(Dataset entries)
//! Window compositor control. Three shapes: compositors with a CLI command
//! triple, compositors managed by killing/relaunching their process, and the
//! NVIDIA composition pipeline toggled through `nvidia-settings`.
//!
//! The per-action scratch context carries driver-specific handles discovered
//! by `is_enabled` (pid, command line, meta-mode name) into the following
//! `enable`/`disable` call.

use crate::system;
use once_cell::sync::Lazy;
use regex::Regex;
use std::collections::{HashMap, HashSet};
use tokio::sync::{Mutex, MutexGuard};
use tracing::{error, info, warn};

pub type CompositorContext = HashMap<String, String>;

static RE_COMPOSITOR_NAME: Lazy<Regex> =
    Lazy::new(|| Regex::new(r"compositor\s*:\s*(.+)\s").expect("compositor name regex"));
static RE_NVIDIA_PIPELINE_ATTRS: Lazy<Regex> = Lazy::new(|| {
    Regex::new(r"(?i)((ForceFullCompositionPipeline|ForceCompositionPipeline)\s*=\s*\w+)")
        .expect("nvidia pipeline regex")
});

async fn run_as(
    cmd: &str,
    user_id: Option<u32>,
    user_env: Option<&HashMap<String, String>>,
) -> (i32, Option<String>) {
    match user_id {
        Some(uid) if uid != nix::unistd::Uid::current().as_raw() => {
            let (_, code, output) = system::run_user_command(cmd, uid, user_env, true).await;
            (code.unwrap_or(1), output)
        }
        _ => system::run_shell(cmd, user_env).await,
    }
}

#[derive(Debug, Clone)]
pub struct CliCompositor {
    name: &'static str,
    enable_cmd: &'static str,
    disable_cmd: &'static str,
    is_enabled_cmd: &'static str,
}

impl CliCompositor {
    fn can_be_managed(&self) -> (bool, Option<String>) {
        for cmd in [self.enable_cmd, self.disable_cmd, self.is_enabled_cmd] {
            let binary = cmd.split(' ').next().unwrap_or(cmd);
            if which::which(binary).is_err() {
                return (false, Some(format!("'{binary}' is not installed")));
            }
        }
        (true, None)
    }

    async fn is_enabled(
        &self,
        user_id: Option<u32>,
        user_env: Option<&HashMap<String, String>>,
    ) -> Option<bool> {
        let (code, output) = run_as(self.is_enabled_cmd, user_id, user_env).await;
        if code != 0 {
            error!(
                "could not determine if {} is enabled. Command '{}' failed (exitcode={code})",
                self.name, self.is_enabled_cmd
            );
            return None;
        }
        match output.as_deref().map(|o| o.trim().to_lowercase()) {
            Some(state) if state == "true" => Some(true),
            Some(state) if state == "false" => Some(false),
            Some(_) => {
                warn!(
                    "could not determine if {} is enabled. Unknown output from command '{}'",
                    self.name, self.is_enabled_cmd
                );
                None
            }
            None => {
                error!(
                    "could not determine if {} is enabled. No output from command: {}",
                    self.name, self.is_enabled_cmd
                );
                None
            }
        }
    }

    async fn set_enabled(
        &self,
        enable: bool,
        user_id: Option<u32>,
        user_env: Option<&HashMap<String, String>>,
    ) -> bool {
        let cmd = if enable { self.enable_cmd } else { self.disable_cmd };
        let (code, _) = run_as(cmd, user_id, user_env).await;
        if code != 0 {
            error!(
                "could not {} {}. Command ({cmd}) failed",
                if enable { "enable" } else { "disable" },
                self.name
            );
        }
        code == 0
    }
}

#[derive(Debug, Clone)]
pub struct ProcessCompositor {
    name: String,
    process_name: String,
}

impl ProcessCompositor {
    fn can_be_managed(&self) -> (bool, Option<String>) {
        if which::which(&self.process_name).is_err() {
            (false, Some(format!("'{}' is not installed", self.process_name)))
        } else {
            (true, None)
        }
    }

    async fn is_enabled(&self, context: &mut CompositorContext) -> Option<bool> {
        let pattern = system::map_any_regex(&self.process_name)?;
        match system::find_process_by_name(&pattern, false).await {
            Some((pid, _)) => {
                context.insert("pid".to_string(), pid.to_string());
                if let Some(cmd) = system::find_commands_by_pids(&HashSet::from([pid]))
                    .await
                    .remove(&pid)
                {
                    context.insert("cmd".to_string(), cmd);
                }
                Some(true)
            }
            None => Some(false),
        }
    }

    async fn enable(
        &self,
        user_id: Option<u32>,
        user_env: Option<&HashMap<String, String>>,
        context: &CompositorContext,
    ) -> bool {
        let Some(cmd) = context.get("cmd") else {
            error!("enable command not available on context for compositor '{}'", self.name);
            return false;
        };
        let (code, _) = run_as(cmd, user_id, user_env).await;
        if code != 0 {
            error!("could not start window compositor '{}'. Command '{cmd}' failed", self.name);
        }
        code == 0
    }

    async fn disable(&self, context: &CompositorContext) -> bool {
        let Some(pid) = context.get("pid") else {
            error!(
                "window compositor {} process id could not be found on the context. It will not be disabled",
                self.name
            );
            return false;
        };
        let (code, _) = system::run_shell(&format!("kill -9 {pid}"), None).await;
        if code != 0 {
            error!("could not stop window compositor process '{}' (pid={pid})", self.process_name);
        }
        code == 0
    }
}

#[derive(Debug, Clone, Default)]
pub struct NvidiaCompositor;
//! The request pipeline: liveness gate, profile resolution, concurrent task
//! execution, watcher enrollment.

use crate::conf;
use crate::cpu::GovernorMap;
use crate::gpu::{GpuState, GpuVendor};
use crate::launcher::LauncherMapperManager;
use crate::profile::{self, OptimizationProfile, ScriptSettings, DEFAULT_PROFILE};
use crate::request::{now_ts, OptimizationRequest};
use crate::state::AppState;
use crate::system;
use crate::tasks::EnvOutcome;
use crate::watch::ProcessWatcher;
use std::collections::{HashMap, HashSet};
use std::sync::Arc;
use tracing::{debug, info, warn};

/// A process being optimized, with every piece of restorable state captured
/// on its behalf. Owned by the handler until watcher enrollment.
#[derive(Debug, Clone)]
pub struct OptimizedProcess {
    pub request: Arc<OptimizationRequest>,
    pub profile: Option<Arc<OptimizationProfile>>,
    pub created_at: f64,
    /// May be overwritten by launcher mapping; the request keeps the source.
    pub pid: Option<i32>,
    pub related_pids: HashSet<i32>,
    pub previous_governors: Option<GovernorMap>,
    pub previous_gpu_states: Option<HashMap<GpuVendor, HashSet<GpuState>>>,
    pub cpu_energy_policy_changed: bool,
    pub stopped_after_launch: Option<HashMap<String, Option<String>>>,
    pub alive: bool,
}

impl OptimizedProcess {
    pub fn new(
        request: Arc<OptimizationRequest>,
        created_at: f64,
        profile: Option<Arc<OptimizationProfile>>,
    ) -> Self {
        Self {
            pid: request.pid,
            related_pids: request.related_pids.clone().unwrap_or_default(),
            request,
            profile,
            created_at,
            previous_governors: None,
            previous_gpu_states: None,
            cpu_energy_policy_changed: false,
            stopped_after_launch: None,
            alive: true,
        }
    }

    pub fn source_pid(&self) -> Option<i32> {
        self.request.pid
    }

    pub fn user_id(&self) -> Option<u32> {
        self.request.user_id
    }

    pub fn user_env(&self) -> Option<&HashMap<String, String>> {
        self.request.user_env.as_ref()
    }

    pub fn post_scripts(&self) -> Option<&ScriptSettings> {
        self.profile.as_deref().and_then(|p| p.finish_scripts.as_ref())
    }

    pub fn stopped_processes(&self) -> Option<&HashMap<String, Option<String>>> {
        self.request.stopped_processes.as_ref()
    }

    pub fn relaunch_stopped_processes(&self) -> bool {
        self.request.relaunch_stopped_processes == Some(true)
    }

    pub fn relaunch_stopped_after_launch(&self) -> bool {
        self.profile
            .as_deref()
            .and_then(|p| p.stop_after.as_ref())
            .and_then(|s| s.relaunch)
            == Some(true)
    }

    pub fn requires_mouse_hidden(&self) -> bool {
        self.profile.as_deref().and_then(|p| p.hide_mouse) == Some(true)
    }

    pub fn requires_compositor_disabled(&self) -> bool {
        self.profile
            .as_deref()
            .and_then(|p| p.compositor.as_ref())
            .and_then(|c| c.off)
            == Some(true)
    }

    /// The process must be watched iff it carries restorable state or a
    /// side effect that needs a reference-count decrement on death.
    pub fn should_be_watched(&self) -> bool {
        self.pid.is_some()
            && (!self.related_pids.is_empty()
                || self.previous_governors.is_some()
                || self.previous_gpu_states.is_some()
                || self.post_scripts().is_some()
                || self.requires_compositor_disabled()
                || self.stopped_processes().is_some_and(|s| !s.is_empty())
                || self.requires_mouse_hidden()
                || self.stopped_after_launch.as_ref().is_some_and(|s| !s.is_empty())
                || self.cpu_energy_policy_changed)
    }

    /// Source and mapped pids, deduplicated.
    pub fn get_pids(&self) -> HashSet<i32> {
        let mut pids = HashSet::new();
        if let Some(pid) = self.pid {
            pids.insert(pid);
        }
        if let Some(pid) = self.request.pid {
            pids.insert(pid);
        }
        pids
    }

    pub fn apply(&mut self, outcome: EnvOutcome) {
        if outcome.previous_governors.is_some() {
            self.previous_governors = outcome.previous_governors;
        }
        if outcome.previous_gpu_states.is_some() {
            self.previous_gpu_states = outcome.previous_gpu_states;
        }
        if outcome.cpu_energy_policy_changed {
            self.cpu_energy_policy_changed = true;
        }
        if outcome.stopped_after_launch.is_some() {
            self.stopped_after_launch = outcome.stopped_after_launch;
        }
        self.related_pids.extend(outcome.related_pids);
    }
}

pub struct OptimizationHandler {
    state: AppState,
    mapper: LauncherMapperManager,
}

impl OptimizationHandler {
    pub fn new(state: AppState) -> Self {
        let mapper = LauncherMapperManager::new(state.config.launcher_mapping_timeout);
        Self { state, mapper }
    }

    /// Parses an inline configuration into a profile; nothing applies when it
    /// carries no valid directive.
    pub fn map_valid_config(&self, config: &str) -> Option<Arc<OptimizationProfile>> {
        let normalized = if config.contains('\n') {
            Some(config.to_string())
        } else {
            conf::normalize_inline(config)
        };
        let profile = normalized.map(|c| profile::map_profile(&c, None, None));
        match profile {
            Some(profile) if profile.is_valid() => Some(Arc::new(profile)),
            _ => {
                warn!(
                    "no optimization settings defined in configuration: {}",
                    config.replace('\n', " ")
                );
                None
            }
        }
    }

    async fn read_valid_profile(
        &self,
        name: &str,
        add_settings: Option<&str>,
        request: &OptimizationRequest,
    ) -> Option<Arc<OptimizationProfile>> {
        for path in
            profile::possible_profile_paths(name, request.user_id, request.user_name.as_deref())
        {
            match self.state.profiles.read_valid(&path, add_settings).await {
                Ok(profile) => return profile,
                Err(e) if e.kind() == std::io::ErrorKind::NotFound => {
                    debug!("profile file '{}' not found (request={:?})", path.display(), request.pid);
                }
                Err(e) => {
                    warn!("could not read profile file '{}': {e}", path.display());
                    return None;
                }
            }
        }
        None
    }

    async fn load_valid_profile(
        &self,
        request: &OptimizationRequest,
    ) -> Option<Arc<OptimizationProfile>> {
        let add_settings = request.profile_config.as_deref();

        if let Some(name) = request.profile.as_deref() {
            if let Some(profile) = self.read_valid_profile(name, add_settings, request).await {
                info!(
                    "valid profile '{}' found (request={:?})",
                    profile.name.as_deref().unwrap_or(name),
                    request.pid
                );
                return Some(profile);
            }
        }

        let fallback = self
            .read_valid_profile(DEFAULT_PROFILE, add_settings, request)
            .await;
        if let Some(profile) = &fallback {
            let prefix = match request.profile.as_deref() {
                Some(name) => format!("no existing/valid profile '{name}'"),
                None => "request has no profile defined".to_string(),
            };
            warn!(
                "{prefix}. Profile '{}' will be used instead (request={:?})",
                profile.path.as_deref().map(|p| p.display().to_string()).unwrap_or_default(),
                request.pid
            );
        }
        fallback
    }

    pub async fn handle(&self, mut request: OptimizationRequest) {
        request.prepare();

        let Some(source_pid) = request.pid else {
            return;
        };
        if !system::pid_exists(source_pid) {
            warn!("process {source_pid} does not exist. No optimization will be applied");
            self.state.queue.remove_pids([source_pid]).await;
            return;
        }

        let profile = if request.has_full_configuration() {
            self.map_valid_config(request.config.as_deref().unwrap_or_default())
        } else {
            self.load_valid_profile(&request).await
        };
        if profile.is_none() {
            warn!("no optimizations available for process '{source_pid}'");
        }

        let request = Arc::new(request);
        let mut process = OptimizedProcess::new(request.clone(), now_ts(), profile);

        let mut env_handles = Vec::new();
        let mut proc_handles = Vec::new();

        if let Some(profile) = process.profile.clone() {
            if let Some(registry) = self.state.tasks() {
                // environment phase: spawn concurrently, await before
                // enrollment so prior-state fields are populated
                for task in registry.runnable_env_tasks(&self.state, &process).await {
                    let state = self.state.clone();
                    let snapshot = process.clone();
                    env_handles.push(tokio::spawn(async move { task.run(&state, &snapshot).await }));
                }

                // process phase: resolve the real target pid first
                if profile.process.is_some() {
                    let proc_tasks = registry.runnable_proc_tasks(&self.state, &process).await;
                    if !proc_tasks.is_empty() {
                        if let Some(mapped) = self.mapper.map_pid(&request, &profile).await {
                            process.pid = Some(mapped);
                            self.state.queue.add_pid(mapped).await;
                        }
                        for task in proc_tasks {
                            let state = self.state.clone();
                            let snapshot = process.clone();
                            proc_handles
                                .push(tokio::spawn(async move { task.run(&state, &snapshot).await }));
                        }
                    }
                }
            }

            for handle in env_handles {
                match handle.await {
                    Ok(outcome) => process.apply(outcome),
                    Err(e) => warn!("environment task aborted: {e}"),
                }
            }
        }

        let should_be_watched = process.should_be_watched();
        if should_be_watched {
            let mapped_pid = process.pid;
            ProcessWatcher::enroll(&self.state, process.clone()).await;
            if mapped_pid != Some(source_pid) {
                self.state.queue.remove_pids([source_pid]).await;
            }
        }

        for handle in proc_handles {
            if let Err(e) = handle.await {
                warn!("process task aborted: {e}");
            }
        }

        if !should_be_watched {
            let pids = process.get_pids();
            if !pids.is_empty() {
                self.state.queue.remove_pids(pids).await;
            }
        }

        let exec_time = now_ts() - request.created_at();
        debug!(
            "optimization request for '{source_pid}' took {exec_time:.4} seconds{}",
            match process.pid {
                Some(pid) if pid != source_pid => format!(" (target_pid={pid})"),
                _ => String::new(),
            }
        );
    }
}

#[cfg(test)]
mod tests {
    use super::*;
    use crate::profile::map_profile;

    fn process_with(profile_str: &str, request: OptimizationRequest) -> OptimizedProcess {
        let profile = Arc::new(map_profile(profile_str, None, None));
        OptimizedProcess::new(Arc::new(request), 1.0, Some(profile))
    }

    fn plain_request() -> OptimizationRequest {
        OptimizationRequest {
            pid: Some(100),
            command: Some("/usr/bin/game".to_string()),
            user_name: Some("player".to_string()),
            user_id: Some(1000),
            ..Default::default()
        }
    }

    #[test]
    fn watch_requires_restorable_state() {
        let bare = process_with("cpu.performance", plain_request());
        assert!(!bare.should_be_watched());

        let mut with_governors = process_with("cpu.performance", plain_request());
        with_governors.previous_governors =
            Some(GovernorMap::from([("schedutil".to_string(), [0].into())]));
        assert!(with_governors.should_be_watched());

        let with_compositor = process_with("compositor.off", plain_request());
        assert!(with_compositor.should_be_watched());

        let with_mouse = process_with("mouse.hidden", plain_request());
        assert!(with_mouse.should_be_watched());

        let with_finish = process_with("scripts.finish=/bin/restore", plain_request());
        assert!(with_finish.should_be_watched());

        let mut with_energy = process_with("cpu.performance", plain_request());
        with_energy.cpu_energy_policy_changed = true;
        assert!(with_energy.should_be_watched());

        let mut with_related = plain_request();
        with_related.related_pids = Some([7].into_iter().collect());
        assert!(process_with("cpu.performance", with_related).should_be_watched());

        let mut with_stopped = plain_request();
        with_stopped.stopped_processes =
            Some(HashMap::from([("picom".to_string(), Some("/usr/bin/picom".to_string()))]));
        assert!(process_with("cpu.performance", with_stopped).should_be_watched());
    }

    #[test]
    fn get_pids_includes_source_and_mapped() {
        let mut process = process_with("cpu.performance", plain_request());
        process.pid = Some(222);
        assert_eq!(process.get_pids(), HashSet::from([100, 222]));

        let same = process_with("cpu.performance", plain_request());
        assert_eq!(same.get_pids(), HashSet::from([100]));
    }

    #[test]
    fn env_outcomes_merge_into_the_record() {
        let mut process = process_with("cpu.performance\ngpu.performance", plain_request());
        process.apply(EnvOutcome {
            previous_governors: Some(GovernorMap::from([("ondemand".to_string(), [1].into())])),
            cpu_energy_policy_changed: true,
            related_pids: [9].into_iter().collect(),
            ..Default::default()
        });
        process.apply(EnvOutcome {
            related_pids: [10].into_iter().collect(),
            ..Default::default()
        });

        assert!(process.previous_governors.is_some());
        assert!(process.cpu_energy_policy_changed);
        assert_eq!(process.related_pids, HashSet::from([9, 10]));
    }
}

## [PROBLEM STATEMENT]
Starting at the line that has "pub fn map_valid_config(&self, config: &str)" in the records above, restate word for word every line until the one that has "let add_settings = request.profile_config.as_deref();", and include that one as well.

## [TASK SOLUTION]
    pub fn map_valid_config(&self, config: &str) -> Option<Arc<OptimizationProfile>> {
        let normalized = if config.contains('\n') {
            Some(config.to_string())
        } else {
            conf::normalize_inline(config)
        };
        let profile = normalized.map(|c| profile::map_profile(&c, None, None));
        match profile {
            Some(profile) if profile.is_valid() => Some(Arc::new(profile)),
            _ => {
                warn!(
                    "no optimization settings defined in configuration: {}",
                    config.replace('\n', " ")
                );
                None
            }
        }
    }

    async fn read_valid_profile(
        &self,
        name: &str,
        add_settings: Option<&str>,
        request: &OptimizationRequest,
    ) -> Option<Arc<OptimizationProfile>> {
        for path in
            profile::possible_profile_paths(name, request.user_id, request.user_name.as_deref())
        {
            match self.state.profiles.read_valid(&path, add_settings).await {
                Ok(profile) => return profile,
                Err(e) if e.kind() == std::io::ErrorKind::NotFound => {
                    debug!("profile file '{}' not found (request={:?})", path.display(), request.pid);
                }
                Err(e) => {
                    warn!("could not read profile file '{}': {e}", path.display());
                    return None;
                }
            }
        }
        None
    }

    async fn load_valid_profile(
        &self,
        request: &OptimizationRequest,
    ) -> Option<Arc<OptimizationProfile>> {
        let add_settings = request.profile_config.as_deref();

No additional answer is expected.